**Exercise instructions:** Only one stretch of the data below is wanted: the lines from the one with "let raw: Vec<f64>" through the one with "let odds = features.odds();", repeated exactly.

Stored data
-.-.-
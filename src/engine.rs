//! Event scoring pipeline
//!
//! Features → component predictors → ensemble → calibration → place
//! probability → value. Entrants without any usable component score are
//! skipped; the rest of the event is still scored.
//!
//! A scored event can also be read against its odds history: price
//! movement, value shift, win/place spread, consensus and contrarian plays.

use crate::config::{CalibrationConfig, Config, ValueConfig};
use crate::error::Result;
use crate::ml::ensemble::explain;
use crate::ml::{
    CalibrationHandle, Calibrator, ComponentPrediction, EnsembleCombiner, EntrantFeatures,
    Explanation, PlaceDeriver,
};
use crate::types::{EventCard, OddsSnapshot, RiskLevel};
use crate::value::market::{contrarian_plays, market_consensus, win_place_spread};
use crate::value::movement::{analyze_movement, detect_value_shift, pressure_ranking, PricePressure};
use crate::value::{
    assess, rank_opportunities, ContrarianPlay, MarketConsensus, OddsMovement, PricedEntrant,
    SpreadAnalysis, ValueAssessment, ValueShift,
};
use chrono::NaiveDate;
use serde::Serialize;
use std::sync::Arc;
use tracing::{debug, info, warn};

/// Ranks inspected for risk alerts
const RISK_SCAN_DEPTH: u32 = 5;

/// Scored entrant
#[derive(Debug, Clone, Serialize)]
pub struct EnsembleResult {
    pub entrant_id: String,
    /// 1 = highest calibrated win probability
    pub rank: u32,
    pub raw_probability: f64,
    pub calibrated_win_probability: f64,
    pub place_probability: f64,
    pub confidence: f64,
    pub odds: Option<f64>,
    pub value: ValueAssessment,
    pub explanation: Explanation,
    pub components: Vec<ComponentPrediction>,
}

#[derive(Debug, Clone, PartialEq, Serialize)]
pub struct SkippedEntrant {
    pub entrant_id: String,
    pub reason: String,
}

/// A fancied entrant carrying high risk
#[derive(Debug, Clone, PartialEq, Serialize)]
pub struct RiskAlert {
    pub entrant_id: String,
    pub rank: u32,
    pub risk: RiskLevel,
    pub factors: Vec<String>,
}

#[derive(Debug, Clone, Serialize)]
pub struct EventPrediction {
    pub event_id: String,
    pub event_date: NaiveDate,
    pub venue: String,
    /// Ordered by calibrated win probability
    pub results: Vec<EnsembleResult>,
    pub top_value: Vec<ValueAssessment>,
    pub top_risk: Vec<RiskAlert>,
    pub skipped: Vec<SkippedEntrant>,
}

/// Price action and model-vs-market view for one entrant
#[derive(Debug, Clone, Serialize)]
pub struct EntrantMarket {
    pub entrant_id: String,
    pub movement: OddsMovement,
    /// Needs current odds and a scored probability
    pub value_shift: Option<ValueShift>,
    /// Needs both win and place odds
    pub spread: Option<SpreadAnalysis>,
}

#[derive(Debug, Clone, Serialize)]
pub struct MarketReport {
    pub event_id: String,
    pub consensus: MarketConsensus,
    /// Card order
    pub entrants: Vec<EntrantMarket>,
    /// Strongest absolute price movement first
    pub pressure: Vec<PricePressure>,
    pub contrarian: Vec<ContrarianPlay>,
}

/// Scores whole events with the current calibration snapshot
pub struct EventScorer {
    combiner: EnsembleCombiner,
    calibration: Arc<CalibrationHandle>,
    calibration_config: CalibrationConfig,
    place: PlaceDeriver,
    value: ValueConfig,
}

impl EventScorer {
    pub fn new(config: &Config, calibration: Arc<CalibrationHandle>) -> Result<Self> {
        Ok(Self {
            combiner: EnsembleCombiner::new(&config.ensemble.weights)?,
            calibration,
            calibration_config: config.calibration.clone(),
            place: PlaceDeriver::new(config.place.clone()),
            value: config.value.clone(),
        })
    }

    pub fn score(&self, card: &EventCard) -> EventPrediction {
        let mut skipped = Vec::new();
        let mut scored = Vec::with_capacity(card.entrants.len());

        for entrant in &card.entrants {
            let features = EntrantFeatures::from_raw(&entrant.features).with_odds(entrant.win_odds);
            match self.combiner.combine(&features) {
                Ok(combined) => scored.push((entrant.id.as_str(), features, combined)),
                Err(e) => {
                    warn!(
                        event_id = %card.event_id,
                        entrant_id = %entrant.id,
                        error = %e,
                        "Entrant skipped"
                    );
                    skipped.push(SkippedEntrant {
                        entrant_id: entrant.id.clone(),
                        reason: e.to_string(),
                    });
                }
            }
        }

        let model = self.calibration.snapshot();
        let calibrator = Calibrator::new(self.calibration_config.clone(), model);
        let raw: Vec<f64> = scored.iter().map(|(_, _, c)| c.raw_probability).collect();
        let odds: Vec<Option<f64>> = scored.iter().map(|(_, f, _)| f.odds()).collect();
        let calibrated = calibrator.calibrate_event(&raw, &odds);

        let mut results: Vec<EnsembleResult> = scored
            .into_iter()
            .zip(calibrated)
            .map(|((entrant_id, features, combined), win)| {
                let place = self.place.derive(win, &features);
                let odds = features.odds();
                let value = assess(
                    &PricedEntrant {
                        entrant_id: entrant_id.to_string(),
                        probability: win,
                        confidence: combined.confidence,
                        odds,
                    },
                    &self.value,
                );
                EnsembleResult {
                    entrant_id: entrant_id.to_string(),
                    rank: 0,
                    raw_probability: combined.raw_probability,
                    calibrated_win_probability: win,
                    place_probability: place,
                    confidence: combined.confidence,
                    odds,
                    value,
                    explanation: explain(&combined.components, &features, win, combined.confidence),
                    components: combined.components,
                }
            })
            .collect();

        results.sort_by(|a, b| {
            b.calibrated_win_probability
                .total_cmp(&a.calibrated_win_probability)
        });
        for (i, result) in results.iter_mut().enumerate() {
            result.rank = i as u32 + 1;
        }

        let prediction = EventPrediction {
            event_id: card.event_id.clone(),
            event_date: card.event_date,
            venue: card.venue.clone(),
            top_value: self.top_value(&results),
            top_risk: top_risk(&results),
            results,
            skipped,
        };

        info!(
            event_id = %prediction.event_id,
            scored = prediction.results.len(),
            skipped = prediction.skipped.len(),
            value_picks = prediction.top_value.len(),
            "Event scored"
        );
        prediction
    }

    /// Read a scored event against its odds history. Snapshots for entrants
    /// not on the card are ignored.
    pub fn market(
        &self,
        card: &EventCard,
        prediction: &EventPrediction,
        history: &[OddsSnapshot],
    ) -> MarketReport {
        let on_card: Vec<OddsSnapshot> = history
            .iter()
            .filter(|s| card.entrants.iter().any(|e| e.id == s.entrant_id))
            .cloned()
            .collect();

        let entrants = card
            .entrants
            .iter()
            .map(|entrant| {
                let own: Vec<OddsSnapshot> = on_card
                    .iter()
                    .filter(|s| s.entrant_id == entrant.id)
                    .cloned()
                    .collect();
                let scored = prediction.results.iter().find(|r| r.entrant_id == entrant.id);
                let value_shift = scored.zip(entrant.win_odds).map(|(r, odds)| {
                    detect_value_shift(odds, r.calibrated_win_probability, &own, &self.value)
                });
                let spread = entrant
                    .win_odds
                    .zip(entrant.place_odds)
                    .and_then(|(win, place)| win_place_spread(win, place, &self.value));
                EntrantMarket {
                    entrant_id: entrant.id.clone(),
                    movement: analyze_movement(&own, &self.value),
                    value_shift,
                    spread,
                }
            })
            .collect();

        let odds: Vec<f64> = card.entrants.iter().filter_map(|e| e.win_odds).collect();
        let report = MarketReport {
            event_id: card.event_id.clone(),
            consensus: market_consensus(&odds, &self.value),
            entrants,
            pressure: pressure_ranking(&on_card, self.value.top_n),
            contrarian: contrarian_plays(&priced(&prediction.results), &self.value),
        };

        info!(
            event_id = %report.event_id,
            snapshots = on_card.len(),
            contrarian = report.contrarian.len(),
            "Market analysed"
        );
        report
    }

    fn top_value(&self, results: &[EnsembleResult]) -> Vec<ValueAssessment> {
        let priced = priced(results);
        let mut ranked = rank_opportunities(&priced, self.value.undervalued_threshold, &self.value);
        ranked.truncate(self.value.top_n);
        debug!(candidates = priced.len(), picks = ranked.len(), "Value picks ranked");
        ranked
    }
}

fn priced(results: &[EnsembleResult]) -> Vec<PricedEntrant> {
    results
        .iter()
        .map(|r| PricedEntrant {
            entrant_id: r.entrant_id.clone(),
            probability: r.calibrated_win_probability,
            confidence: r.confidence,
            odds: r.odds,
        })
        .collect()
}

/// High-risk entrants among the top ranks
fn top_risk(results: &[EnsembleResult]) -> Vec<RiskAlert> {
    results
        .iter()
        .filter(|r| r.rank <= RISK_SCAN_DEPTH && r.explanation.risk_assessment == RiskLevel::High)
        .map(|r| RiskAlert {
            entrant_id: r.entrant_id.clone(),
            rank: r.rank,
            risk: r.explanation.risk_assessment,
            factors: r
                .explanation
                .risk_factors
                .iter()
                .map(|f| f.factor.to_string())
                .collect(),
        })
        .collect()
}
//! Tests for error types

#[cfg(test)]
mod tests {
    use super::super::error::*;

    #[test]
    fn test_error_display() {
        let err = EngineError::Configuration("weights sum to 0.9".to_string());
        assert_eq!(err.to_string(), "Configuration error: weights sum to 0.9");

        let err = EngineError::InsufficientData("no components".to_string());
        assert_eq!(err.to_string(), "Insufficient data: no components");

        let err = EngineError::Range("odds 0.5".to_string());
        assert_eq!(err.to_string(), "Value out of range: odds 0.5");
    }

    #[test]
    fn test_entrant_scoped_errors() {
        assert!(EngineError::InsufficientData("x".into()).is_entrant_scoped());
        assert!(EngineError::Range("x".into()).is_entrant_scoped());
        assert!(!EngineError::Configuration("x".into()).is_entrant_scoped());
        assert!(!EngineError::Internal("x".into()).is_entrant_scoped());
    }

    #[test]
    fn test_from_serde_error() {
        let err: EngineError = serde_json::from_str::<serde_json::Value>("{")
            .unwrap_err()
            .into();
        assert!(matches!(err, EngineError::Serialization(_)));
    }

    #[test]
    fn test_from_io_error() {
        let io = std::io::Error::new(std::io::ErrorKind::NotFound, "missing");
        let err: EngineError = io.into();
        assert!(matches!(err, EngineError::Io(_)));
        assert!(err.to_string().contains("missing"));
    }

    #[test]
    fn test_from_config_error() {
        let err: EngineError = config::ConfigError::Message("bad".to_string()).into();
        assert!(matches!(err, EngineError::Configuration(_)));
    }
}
-.-.-
**Result:**
        let raw: Vec<f64> = scored.iter().map(|(_, _, c)| c.raw_probability).collect();
        let odds: Vec<Option<f64>> = scored.iter().map(|(_, f, _)| f.odds()).collect();
        let calibrated = calibrator.calibrate_event(&raw, &odds);

        let mut results: Vec<EnsembleResult> = scored
            .into_iter()
            .zip(calibrated)
            .map(|((entrant_id, features, combined), win)| {
                let place = self.place.derive(win, &features);
                let odds = features.odds();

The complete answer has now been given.